··· DATA SUPPLIED ···

//! Plan driver entry point.

use anyhow::{Context, Result};
use clap::Parser;
use plan_driver::config::DriverConfig;
use plan_driver::frontend::{run_once, ServiceFrontend};
use plan_driver::observability::init_tracing;
use plan_driver::pipeline::Driver;
use plan_driver::stages::RunMode;
use tokio::net::TcpListener;
use tracing::info;

mod args;

#[tokio::main]
async fn main() -> Result<()> {
    let cli = args::Cli::parse();
    let config = match DriverConfig::load(cli.config.as_deref()) {
        Ok(config) => config,
        Err(e) => {
            eprintln!("Driver aborting: {e}");
            std::process::exit(e.exit_code());
        }
    };

    init_tracing(&config.telemetry)?;

    if cli.serve {
        return serve(&config).await;
    }

    let driver = Driver::from_config(&config, RunMode::OneShot);
    let code = run_once(&driver, cli.to_request()).await;
    std::process::exit(code);
}

async fn serve(config: &DriverConfig) -> Result<()> {
    let driver = Driver::from_config(config, RunMode::Service);
    let frontend = ServiceFrontend::new(driver, config.service.max_concurrent_runs);

    let listener = TcpListener::bind(&config.service.listen_addr)
        .await
        .with_context(|| format!("failed to bind {}", config.service.listen_addr))?;
    info!(addr = %config.service.listen_addr, "starting plan-driver service");

    frontend.serve(listener, shutdown_signal()).await?;
    Ok(())
}

async fn shutdown_signal() {
    let _ = tokio::signal::ctrl_c().await;
}
//! Dispatch of one stage to its collaborator.

use super::{PlanValidator, SearchEngine, Translator};
use crate::core::{Component, StageResult};
use crate::errors::DriverError;
use crate::request::PlanningRequest;
use serde::{Deserialize, Serialize};
use std::borrow::Cow;
use std::sync::Arc;
use tracing::{debug, warn};

/// How the driver was invoked.
#[derive(Debug, Clone, Copy, PartialEq, Eq, Hash, Default, Serialize, Deserialize)]
#[serde(rename_all = "snake_case")]
pub enum RunMode {
    /// One request, then the process exits.
    #[default]
    OneShot,
    /// Long-lived listener answering many requests.
    Service,
}

impl RunMode {
    /// Returns true in service mode.
    #[must_use]
    pub const fn is_service(&self) -> bool {
        matches!(self, Self::Service)
    }
}

/// Runs one named stage through its collaborator.
///
/// The runner relays whatever the collaborator reports; it neither retries
/// nor reinterprets results.
#[derive(Clone)]
pub struct StageRunner {
    translator: Arc<dyn Translator>,
    search: Arc<dyn SearchEngine>,
    validator: Arc<dyn PlanValidator>,
    mode: RunMode,
}

impl std::fmt::Debug for StageRunner {
    fn fmt(&self, f: &mut std::fmt::Formatter<'_>) -> std::fmt::Result {
        f.debug_struct("StageRunner")
            .field("mode", &self.mode)
            .finish_non_exhaustive()
    }
}

impl StageRunner {
    /// Creates a runner over the three collaborators.
    #[must_use]
    pub fn new(
        translator: Arc<dyn Translator>,
        search: Arc<dyn SearchEngine>,
        validator: Arc<dyn PlanValidator>,
        mode: RunMode,
    ) -> Self {
        Self {
            translator,
            search,
            validator,
            mode,
        }
    }

    /// Returns the mode the runner was built for.
    #[must_use]
    pub const fn mode(&self) -> RunMode {
        self.mode
    }

    /// Runs `component` for `request`.
    ///
    /// In service mode the portfolio options are cleared before search runs.
    ///
    /// # Errors
    ///
    /// Propagates errors of the collaborator, such as a program that cannot
    /// be started.
    pub async fn run(
        &self,
        component: Component,
        request: &PlanningRequest,
    ) -> Result<StageResult, DriverError> {
        debug!(component = %component, mode = ?self.mode, "running stage");
        match component {
            Component::Translate => self.translator.translate(request).await,
            Component::Search => {
                let request = self.search_request(request);
                self.search.search(&request).await
            }
            Component::Validate => self.validator.validate(request).await,
        }
    }

    fn search_request<'a>(&self, request: &'a PlanningRequest) -> Cow<'a, PlanningRequest> {
        if self.mode.is_service() && request.uses_portfolio() {
            warn!("portfolio options are not supported in service mode; ignoring them");
            Cow::Owned(request.without_portfolio())
        } else {
            Cow::Borrowed(request)
        }
    }
}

···

**ABOUT THIS EXERCISE:** The whole of the material should be restated word for word.

**ANSWER BELOW:**
//! Plan driver entry point.

use anyhow::{Context, Result};
use clap::Parser;
use plan_driver::config::DriverConfig;
use plan_driver::frontend::{run_once, ServiceFrontend};
use plan_driver::observability::init_tracing;
use plan_driver::pipeline::Driver;
use plan_driver::stages::RunMode;
use tokio::net::TcpListener;
use tracing::info;

mod args;

#[tokio::main]
async fn main() -> Result<()> {
    let cli = args::Cli::parse();
    let config = match DriverConfig::load(cli.config.as_deref()) {
        Ok(config) => config,
        Err(e) => {
            eprintln!("Driver aborting: {e}");
            std::process::exit(e.exit_code());
        }
    };

    init_tracing(&config.telemetry)?;

    if cli.serve {
        return serve(&config).await;
    }

    let driver = Driver::from_config(&config, RunMode::OneShot);
    let code = run_once(&driver, cli.to_request()).await;
    std::process::exit(code);
}

async fn serve(config: &DriverConfig) -> Result<()> {
    let driver = Driver::from_config(config, RunMode::Service);
    let frontend = ServiceFrontend::new(driver, config.service.max_concurrent_runs);

    let listener = TcpListener::bind(&config.service.listen_addr)
        .await
        .with_context(|| format!("failed to bind {}", config.service.listen_addr))?;
    info!(addr = %config.service.listen_addr, "starting plan-driver service");

    frontend.serve(listener, shutdown_signal()).await?;
    Ok(())
}

async fn shutdown_signal() {
    let _ = tokio::signal::ctrl_c().await;
}
//! Dispatch of one stage to its collaborator.

use super::{PlanValidator, SearchEngine, Translator};
use crate::core::{Component, StageResult};
use crate::errors::DriverError;
use crate::request::PlanningRequest;
use serde::{Deserialize, Serialize};
use std::borrow::Cow;
use std::sync::Arc;
use tracing::{debug, warn};

/// How the driver was invoked.
#[derive(Debug, Clone, Copy, PartialEq, Eq, Hash, Default, Serialize, Deserialize)]
#[serde(rename_all = "snake_case")]
pub enum RunMode {
    /// One request, then the process exits.
    #[default]
    OneShot,
    /// Long-lived listener answering many requests.
    Service,
}

impl RunMode {
    /// Returns true in service mode.
    #[must_use]
    pub const fn is_service(&self) -> bool {
        matches!(self, Self::Service)
    }
}

/// Runs one named stage through its collaborator.
///
/// The runner relays whatever the collaborator reports; it neither retries
/// nor reinterprets results.
#[derive(Clone)]
pub struct StageRunner {
    translator: Arc<dyn Translator>,
    search: Arc<dyn SearchEngine>,
    validator: Arc<dyn PlanValidator>,
    mode: RunMode,
}

impl std::fmt::Debug for StageRunner {
    fn fmt(&self, f: &mut std::fmt::Formatter<'_>) -> std::fmt::Result {
        f.debug_struct("StageRunner")
            .field("mode", &self.mode)
            .finish_non_exhaustive()
    }
}

impl StageRunner {
    /// Creates a runner over the three collaborators.
    #[must_use]
    pub fn new(
        translator: Arc<dyn Translator>,
        search: Arc<dyn SearchEngine>,
        validator: Arc<dyn PlanValidator>,
        mode: RunMode,
    ) -> Self {
        Self {
            translator,
            search,
            validator,
            mode,
        }
    }

    /// Returns the mode the runner was built for.
    #[must_use]
    pub const fn mode(&self) -> RunMode {
        self.mode
    }

    /// Runs `component` for `request`.
    ///
    /// In service mode the portfolio options are cleared before search runs.
    ///
    /// # Errors
    ///
    /// Propagates errors of the collaborator, such as a program that cannot
    /// be started.
    pub async fn run(
        &self,
        component: Component,
        request: &PlanningRequest,
    ) -> Result<StageResult, DriverError> {
        debug!(component = %component, mode = ?self.mode, "running stage");
        match component {
            Component::Translate => self.translator.translate(request).await,
            Component::Search => {
                let request = self.search_request(request);
                self.search.search(&request).await
            }
            Component::Validate => self.validator.validate(request).await,
        }
    }

    fn search_request<'a>(&self, request: &'a PlanningRequest) -> Cow<'a, PlanningRequest> {
        if self.mode.is_service() && request.uses_portfolio() {
            warn!("portfolio options are not supported in service mode; ignoring them");
            Cow::Owned(request.without_portfolio())
        } else {
            Cow::Borrowed(request)
        }
    }
}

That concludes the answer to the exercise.